受験ライフをサポートする 進学情報誌 さぴあ

さぴあは、進学教室サピックス小学部が発行し、内部生に配布している月刊誌です。

学校説明会レポート

早稲田中学校

2023年6月5日(月)

幅広い学びと多様な経験を通して
社会に貢献しうる人格を育てる

 早稲田中学校は大隈重信の教育理念に基づき、坪内逍遙らによって1895年に創設されました。創立125周年記念事業として、3号館・興風館が建て替えられましたが、その新しい3号館には八つの実験室を設置し、理科教育環境が充実しています。「机上の学習だけではなく、自分で手を動かし、目で見て、発見、創造するという実体験を通した学びを大切にしたい」という同校の強い思いが込められています。各校舎が連結し、一体化したことにより、学習・クラブ活動・委員会活動など、さまざまな場面で生徒たちの交流が活発化しました。

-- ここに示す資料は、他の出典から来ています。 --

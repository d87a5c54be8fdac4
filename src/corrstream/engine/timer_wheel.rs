//! Hashed timer wheel driven by record time.
//!
//! The wheel never reads the system clock. Its cursor only moves when
//! [`TimerWheel::advance`] is called with a later tick, so replaying a
//! historical stream expires entries exactly as the live stream would have.
//!
//! Entries live in a slab of nodes addressed by [`EntryHandle`] (index plus
//! generation, so a stale handle can never touch a reused slot). Each node is
//! hashed into one of `span` buckets by its target tick; ticks beyond the
//! wheel horizon wait in an overflow map and cascade in as the cursor
//! approaches. An occupancy bitmap lets `advance` skip runs of empty buckets
//! instead of stepping tick by tick, which keeps large jumps cheap when the
//! wheel is sparse.

use super::error::{CorrelationError, CorrelationResult};
use std::collections::BTreeMap;

/// Stable reference to a scheduled entry.
///
/// Handles stay valid until the entry fires, is cancelled, or is
/// rescheduled. Using a handle after that is safe and simply does nothing.
#[derive(Debug, Clone, Copy, PartialEq, Eq)]
pub struct EntryHandle {
    index: u32,
    generation: u32,
}

#[derive(Debug)]
struct Node<T> {
    tick: i64,
    generation: u32,
    seq: u64,
    payload: Option<T>,
}

/// Single-level hashed wheel with an overflow map for far-future ticks.
#[derive(Debug)]
pub struct TimerWheel<T> {
    span: usize,
    mask: i64,
    now: i64,
    buckets: Vec<Vec<EntryHandle>>,
    occupancy: Vec<u64>,
    nodes: Vec<Node<T>>,
    free: Vec<u32>,
    overflow: BTreeMap<i64, Vec<EntryHandle>>,
    /// Live entries currently hashed into buckets (excludes overflow).
    in_wheel: usize,
    live: usize,
    next_seq: u64,
}

impl<T> TimerWheel<T> {
    /// Create a wheel with at least `span_hint` bucket slots. The actual
    /// span is rounded up to a power of two, no smaller than 64.
    pub fn new(span_hint: usize) -> Self {
        let span = span_hint.next_power_of_two().max(64);
        TimerWheel {
            span,
            mask: (span - 1) as i64,
            now: 0,
            buckets: vec![Vec::new(); span],
            occupancy: vec![0u64; span / 64],
            nodes: Vec::new(),
            free: Vec::new(),
            overflow: BTreeMap::new(),
            in_wheel: 0,
            live: 0,
            next_seq: 0,
        }
    }

    /// Current cursor tick. Entries can only fire at ticks after this.
    pub fn now(&self) -> i64 {
        self.now
    }

    /// Number of scheduled entries, including overflow.
    pub fn len(&self) -> usize {
        self.live
    }

    pub fn is_empty(&self) -> bool {
        self.live == 0
    }

    /// Bucket span of the wheel.
    pub fn span(&self) -> usize {
        self.span
    }

    fn slot_of(&self, tick: i64) -> usize {
        // For a power-of-two span, masking equals rem_euclid even when the
        // tick is negative.
        (tick & self.mask) as usize
    }

    fn set_bit(&mut self, slot: usize) {
        self.occupancy[slot / 64] |= 1u64 << (slot % 64);
    }

    fn clear_bit(&mut self, slot: usize) {
        self.occupancy[slot / 64] &= !(1u64 << (slot % 64));
    }

    /// Schedule `payload` to fire at `tick`. A tick at or before the cursor
    /// is clamped to the next tick so the entry still fires on a later
    /// advance instead of being lost.
    pub fn schedule(&mut self, tick: i64, payload: T) -> EntryHandle {
        let tick = tick.max(self.now + 1);
        let seq = self.next_seq;
        self.next_seq += 1;
        let index = match self.free.pop() {
            Some(index) => {
                let node = &mut self.nodes[index as usize];
                node.tick = tick;
                node.seq = seq;
                node.payload = Some(payload);
                index
            }
            None => {
                let index = self.nodes.len() as u32;
                self.nodes.push(Node {
                    tick,
                    generation: 0,
                    seq,
                    payload: Some(payload),
                });
                index
            }
        };
        self.live += 1;
        let handle = EntryHandle {
            index,
            generation: self.nodes[index as usize].generation,
        };
        if tick > self.now + self.span as i64 {
            self.overflow.entry(tick).or_default().push(handle);
        } else {
            let slot = self.slot_of(tick);
            self.buckets[slot].push(handle);
            self.set_bit(slot);
            self.in_wheel += 1;
        }
        handle
    }

    /// Cancel an entry, returning its payload. Stale or already-fired
    /// handles yield `None`.
    pub fn cancel(&mut self, handle: EntryHandle) -> Option<T> {
        let node = self.nodes.get_mut(handle.index as usize)?;
        if node.generation != handle.generation {
            return None;
        }
        let payload = node.payload.take()?;
        node.generation = node.generation.wrapping_add(1);
        if node.tick <= self.now + self.span as i64 {
            self.in_wheel -= 1;
        }
        self.live -= 1;
        self.free.push(handle.index);
        // The bucket (or overflow) slot still holds the handle; the
        // generation bump makes it inert and it is dropped when that slot is
        // next visited.
        Some(payload)
    }

    /// Move an entry to a new tick, keeping its payload. Returns the
    /// replacement handle, or `None` when the handle is stale.
    pub fn reschedule(&mut self, handle: EntryHandle, tick: i64) -> Option<EntryHandle> {
        let payload = self.cancel(handle)?;
        Some(self.schedule(tick, payload))
    }

    /// Advance the cursor to `new_now`, firing every entry whose tick lies
    /// in `(now, new_now]` in (tick, schedule order). Advancing to the
    /// current cursor is a no-op; moving backwards is an error.
    pub fn advance(
        &mut self,
        new_now: i64,
        mut on_fire: impl FnMut(i64, T),
    ) -> CorrelationResult<usize> {
        if new_now < self.now {
            return Err(CorrelationError::invariant(format!(
                "timer wheel cursor at {} cannot move back to {}",
                self.now, new_now
            )));
        }
        let mut fired = 0usize;
        while self.now < new_now {
            self.cascade();
            if self.in_wheel == 0 {
                // Nothing can fire before the first overflow tick becomes
                // reachable, so jump the cursor in one step.
                self.now = match self.overflow.keys().next() {
                    Some(&next) => new_now.min(next - self.span as i64),
                    None => new_now,
                };
                continue;
            }
            let segment_end = new_now.min(self.now + self.span as i64);
            while self.now < segment_end {
                let remaining = (segment_end - self.now) as usize;
                match self.next_occupied(self.slot_of(self.now + 1), remaining) {
                    Some(delta) => {
                        let tick = self.now + 1 + delta as i64;
                        fired += self.fire_slot(self.slot_of(tick), tick, &mut on_fire);
                        self.now = tick;
                    }
                    None => self.now = segment_end,
                }
            }
        }
        // Once the cursor settles, overflow may hold only ticks beyond the
        // horizon; cancel infers bucket residence from that split.
        self.cascade();
        Ok(fired)
    }

    /// Fire every remaining entry regardless of tick, ordered by (tick,
    /// schedule order), and leave the wheel empty. The cursor does not move.
    pub fn drain(&mut self, mut on_fire: impl FnMut(i64, T)) -> usize {
        let mut due: Vec<(i64, u64, T)> = Vec::new();
        for (index, node) in self.nodes.iter_mut().enumerate() {
            if let Some(payload) = node.payload.take() {
                due.push((node.tick, node.seq, payload));
                node.generation = node.generation.wrapping_add(1);
                self.free.push(index as u32);
            }
        }
        for bucket in &mut self.buckets {
            bucket.clear();
        }
        for word in &mut self.occupancy {
            *word = 0;
        }
        self.overflow.clear();
        self.in_wheel = 0;
        self.live = 0;
        due.sort_by_key(|entry| (entry.0, entry.1));
        let count = due.len();
        for (tick, _, payload) in due {
            on_fire(tick, payload);
        }
        count
    }

    /// Pull overflow entries whose ticks now fit inside the wheel horizon.
    fn cascade(&mut self) {
        let horizon = self.now + self.span as i64;
        while let Some(&tick) = self.overflow.keys().next() {
            if tick > horizon {
                break;
            }
            let handles = self.overflow.remove(&tick).unwrap_or_default();
            for handle in handles {
                let alive = self
                    .nodes
                    .get(handle.index as usize)
                    .map(|node| node.generation == handle.generation && node.payload.is_some())
                    .unwrap_or(false);
                if !alive {
                    continue;
                }
                let slot = self.slot_of(tick);
                self.buckets[slot].push(handle);
                self.set_bit(slot);
                self.in_wheel += 1;
            }
        }
    }

    /// Smallest `delta < limit` such that the slot `limit` ticks after
    /// `start` (cyclically) has its occupancy bit set.
    fn next_occupied(&self, start: usize, limit: usize) -> Option<usize> {
        debug_assert!(limit <= self.span);
        let words = self.occupancy.len();
        let first = self.occupancy[start / 64] >> (start % 64);
        if first != 0 {
            let delta = first.trailing_zeros() as usize;
            return (delta < limit).then_some(delta);
        }
        let mut delta = 64 - (start % 64);
        let mut word_idx = (start / 64 + 1) % words;
        while delta < limit {
            let word = self.occupancy[word_idx];
            if word != 0 {
                let candidate = delta + word.trailing_zeros() as usize;
                return (candidate < limit).then_some(candidate);
            }
            delta += 64;
            word_idx = (word_idx + 1) % words;
        }
        None
    }

    /// Fire every entry in `slot` whose tick is exactly `tick`. Entries for
    /// later revolutions stay, stale handles are dropped, and the occupancy
    /// bit is cleared when the bucket empties.
    fn fire_slot(&mut self, slot: usize, tick: i64, on_fire: &mut impl FnMut(i64, T)) -> usize {
        let mut bucket = std::mem::take(&mut self.buckets[slot]);
        let nodes = &mut self.nodes;
        let free = &mut self.free;
        let mut due: Vec<(u64, T)> = Vec::new();
        bucket.retain(|&handle| {
            let Some(node) = nodes.get_mut(handle.index as usize) else {
                return false;
            };
            if node.generation != handle.generation {
                return false;
            }
            if node.tick != tick {
                return true;
            }
            if let Some(payload) = node.payload.take() {
                due.push((node.seq, payload));
                node.generation = node.generation.wrapping_add(1);
                free.push(handle.index);
            }
            false
        });
        self.in_wheel -= due.len();
        self.live -= due.len();
        if bucket.is_empty() {
            self.clear_bit(slot);
        } else {
            self.buckets[slot] = bucket;
        }
        due.sort_by_key(|entry| entry.0);
        let count = due.len();
        for (_, payload) in due {
            on_fire(tick, payload);
        }
        count
    }
}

 なかのZERO大ホールで開催された説明会の冒頭、教頭の鈴木正徳先生は「早稲田大学の建学の精神『学問の独立』に対し、本校では『人格の独立』を教育理念に掲げています。大隈先生のことばに『逆境に処して益々雄壮』というものがありますが、これは、中高時代にはさまざまな経験を積むことが大切だと言い換えられます。何事にも果敢にチャレンジし、苦難を乗り越えていく若者こそ、社会で活躍できると本校では考えています」と述べました。

本物に触れ、バランスよく学び
現役進学率8割超を達成

 続いて、「誠」「個性」「有為の人材」の三つを育てるという教育目標を示した鈴木先生は、「坪内逍遙による校訓『誠』は、本校の人間教育の基本として特に重きを置き、自主自律の精神の下、『個性』の伸長を促しながら、社会に貢献できる『有為の人材』を育てることをめざします」と説明しました。

 このことは、主要教科に偏らない教育課程にも表れています。たとえば、音楽では1人1台の電子ピアノを用意し、経験の有無に合わせて教材も分けて、無理なく弾けるまで指導します。また、身の回りのことで困らないように家庭科も重視され、裁縫から本格的な料理までをひと通り経験します。

 完全一貫教育のカリキュラムの下、先取り授業を実施しており、進度はやや速めですが、「習熟度別授業は行わず、理解不足の生徒には補習などでフォローします」とのことです。高2からクラスは文系と理系に分かれますが、文系であっても数学のほか物理・化学を学び、理系も社会・国語が必修で、国公立大入試にも対応しています。

 体験の場も豊富です。利根川上流から銚子の犬吠埼灯台までを6年間かけて完歩する「利根川歩行」は代々受け継がれる名物行事です。ほかにも、鎌倉研修、地学実習、関西研修、林間学校、サマーキャンプといった校外学習の様子が紹介されました。ミュージカルや歌舞伎の鑑賞会、国技館に出向いての相撲観戦など“本物に触れる”機会も大切にしています。生徒主体で行う体育大会・興風祭(文化祭)や部活動は、中高合同で行われ、学年を超えた交流の場となっています。

 加えて、早稲田大学の単位取得が認められる特別聴講制度、三つの理工学部で行う実験講座、高校生を対象とした学部説明会など、系属校ならではの高大連携プログラムが充実しているのも特徴です。なお、1学年約300名の生徒数に対して、同大学への推薦枠は167名(2023年度)ですが、他大学も視野に入れて自分の進路を考える生徒が多いため、例年、枠が埋まることはないそうです。今春の卒業生は推薦入試3名を含む31名が東京大学に、11名が国公立大学の医学部医学科に合格しました。早稲田大学への被推薦権を保持したまま他大学を受けることはできませんが、「教員一同が全力でサポートしており、現役進学率は例年8割以上となっています」とのことでした。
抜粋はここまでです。